Task details:
In the data below, how many lines contain the word "provider"? Answer with the number alone.

━━ Available data

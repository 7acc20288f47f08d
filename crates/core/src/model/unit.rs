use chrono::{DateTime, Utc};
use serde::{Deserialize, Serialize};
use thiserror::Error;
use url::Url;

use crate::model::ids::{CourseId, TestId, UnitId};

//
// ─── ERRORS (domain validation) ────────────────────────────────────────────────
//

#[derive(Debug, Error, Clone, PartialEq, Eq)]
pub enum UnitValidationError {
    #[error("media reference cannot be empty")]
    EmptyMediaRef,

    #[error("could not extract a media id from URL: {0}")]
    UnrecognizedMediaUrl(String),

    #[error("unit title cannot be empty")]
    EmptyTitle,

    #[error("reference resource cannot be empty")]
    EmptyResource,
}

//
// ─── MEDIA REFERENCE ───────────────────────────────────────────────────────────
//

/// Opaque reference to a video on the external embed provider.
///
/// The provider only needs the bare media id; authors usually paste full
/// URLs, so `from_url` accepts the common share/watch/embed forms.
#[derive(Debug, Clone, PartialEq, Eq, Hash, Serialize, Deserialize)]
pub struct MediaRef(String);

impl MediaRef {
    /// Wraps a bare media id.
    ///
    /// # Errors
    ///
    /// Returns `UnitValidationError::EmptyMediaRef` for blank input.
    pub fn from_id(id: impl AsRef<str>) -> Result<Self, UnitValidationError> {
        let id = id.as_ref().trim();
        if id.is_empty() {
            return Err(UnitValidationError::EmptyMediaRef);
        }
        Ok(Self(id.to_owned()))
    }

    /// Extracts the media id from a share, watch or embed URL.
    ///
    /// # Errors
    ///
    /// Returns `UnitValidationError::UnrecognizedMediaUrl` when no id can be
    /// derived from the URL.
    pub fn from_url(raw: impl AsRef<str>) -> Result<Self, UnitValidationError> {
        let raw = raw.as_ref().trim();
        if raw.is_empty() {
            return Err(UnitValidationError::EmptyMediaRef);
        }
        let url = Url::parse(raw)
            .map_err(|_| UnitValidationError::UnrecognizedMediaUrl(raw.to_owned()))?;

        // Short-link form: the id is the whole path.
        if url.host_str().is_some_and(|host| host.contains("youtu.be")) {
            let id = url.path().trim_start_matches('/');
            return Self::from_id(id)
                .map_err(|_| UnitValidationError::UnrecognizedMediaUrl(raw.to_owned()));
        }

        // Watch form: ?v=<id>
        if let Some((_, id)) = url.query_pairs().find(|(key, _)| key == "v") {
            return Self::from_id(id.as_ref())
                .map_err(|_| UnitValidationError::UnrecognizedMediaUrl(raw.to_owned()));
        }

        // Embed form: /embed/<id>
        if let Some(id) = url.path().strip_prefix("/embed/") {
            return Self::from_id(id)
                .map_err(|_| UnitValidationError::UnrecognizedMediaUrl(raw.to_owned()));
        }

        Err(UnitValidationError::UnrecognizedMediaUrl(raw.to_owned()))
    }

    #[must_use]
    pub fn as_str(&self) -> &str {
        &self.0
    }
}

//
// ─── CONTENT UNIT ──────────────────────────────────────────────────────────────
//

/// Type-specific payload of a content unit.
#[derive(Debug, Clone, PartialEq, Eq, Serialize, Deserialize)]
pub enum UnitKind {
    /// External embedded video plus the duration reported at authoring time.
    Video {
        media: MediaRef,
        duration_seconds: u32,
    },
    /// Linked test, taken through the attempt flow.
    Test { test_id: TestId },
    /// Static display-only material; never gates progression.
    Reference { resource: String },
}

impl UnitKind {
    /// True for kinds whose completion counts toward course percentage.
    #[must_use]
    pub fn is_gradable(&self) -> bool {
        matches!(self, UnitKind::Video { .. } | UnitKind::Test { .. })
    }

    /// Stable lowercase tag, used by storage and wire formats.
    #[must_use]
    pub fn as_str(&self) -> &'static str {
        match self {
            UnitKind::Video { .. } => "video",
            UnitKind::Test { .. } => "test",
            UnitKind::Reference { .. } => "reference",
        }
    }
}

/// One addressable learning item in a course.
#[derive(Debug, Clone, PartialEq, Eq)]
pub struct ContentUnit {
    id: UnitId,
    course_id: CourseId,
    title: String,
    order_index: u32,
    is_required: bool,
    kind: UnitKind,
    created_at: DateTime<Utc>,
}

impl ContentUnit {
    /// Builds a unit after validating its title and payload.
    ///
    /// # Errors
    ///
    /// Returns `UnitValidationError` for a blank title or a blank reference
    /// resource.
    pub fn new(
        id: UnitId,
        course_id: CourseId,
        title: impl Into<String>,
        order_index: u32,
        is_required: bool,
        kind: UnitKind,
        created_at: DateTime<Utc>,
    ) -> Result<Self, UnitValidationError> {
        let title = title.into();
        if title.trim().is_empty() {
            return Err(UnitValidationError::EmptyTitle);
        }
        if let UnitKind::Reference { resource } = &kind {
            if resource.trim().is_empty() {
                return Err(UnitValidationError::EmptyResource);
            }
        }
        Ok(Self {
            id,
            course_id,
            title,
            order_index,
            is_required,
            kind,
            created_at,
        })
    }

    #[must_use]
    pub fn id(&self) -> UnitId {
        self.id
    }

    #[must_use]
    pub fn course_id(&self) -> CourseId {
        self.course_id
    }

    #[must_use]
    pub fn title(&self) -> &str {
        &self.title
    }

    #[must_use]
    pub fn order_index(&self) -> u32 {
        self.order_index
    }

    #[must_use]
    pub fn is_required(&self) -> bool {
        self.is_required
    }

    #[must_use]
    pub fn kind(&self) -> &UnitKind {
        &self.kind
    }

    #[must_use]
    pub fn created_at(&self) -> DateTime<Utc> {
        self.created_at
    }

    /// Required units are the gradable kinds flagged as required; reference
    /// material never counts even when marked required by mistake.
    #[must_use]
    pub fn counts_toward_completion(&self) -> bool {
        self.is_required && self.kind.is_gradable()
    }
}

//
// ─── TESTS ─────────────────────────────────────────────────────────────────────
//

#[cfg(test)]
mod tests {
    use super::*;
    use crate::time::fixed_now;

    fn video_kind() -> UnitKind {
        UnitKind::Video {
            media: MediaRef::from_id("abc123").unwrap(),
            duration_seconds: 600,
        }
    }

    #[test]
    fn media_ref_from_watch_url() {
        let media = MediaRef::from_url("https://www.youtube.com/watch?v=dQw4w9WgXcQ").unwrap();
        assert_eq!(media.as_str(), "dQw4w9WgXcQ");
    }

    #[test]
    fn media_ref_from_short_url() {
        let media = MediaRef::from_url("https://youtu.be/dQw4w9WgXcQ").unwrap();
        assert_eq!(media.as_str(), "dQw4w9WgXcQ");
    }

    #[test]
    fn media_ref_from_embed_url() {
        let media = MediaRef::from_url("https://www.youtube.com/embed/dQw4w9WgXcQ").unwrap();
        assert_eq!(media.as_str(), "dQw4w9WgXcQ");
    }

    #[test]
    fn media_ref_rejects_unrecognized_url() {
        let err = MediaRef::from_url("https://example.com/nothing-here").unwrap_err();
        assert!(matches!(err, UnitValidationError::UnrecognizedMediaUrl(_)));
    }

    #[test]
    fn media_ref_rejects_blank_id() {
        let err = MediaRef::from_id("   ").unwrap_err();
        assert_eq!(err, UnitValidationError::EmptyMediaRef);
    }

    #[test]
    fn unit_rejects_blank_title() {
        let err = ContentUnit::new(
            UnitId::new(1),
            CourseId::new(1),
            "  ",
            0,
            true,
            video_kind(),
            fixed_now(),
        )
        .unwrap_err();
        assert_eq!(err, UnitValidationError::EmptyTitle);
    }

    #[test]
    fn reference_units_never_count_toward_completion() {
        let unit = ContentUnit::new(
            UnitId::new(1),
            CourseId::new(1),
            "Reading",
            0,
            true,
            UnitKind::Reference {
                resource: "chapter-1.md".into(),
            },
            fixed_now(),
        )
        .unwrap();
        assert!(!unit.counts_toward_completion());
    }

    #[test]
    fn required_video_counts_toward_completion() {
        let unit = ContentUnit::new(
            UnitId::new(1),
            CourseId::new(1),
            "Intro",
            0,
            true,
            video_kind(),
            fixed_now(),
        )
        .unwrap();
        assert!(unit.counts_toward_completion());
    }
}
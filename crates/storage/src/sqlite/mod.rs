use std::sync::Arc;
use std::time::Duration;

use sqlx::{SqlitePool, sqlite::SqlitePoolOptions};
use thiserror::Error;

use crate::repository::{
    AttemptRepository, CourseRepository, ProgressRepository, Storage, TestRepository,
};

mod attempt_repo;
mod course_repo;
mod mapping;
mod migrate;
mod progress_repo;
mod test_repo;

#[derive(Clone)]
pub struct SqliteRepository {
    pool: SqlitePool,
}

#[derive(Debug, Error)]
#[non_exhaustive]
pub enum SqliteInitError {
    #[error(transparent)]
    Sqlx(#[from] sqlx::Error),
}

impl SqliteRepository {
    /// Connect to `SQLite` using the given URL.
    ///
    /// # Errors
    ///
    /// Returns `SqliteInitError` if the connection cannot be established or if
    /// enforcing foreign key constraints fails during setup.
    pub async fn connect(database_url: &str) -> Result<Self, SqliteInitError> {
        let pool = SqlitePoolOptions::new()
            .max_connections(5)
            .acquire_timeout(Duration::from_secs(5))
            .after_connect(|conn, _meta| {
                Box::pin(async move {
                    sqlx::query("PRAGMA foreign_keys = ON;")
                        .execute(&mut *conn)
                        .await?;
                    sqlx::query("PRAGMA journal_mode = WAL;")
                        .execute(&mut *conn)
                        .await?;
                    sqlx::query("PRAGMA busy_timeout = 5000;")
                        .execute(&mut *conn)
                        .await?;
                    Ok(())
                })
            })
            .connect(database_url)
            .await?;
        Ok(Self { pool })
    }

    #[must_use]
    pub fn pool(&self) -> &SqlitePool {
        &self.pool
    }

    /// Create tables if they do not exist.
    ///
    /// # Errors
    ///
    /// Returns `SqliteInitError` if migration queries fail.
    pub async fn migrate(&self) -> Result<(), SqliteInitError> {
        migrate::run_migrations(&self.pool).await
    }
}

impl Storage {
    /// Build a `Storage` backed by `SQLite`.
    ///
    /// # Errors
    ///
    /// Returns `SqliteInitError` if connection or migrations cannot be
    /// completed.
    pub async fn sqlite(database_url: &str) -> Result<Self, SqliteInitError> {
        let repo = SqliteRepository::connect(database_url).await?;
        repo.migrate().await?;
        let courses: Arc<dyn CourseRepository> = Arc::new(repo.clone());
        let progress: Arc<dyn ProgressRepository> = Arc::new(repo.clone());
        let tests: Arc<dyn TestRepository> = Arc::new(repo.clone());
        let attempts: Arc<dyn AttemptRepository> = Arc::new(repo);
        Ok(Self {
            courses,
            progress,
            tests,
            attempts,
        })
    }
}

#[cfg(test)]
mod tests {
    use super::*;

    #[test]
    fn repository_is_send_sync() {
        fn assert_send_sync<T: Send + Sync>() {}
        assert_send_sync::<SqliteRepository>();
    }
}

━━━━

Solution for this exercise:
2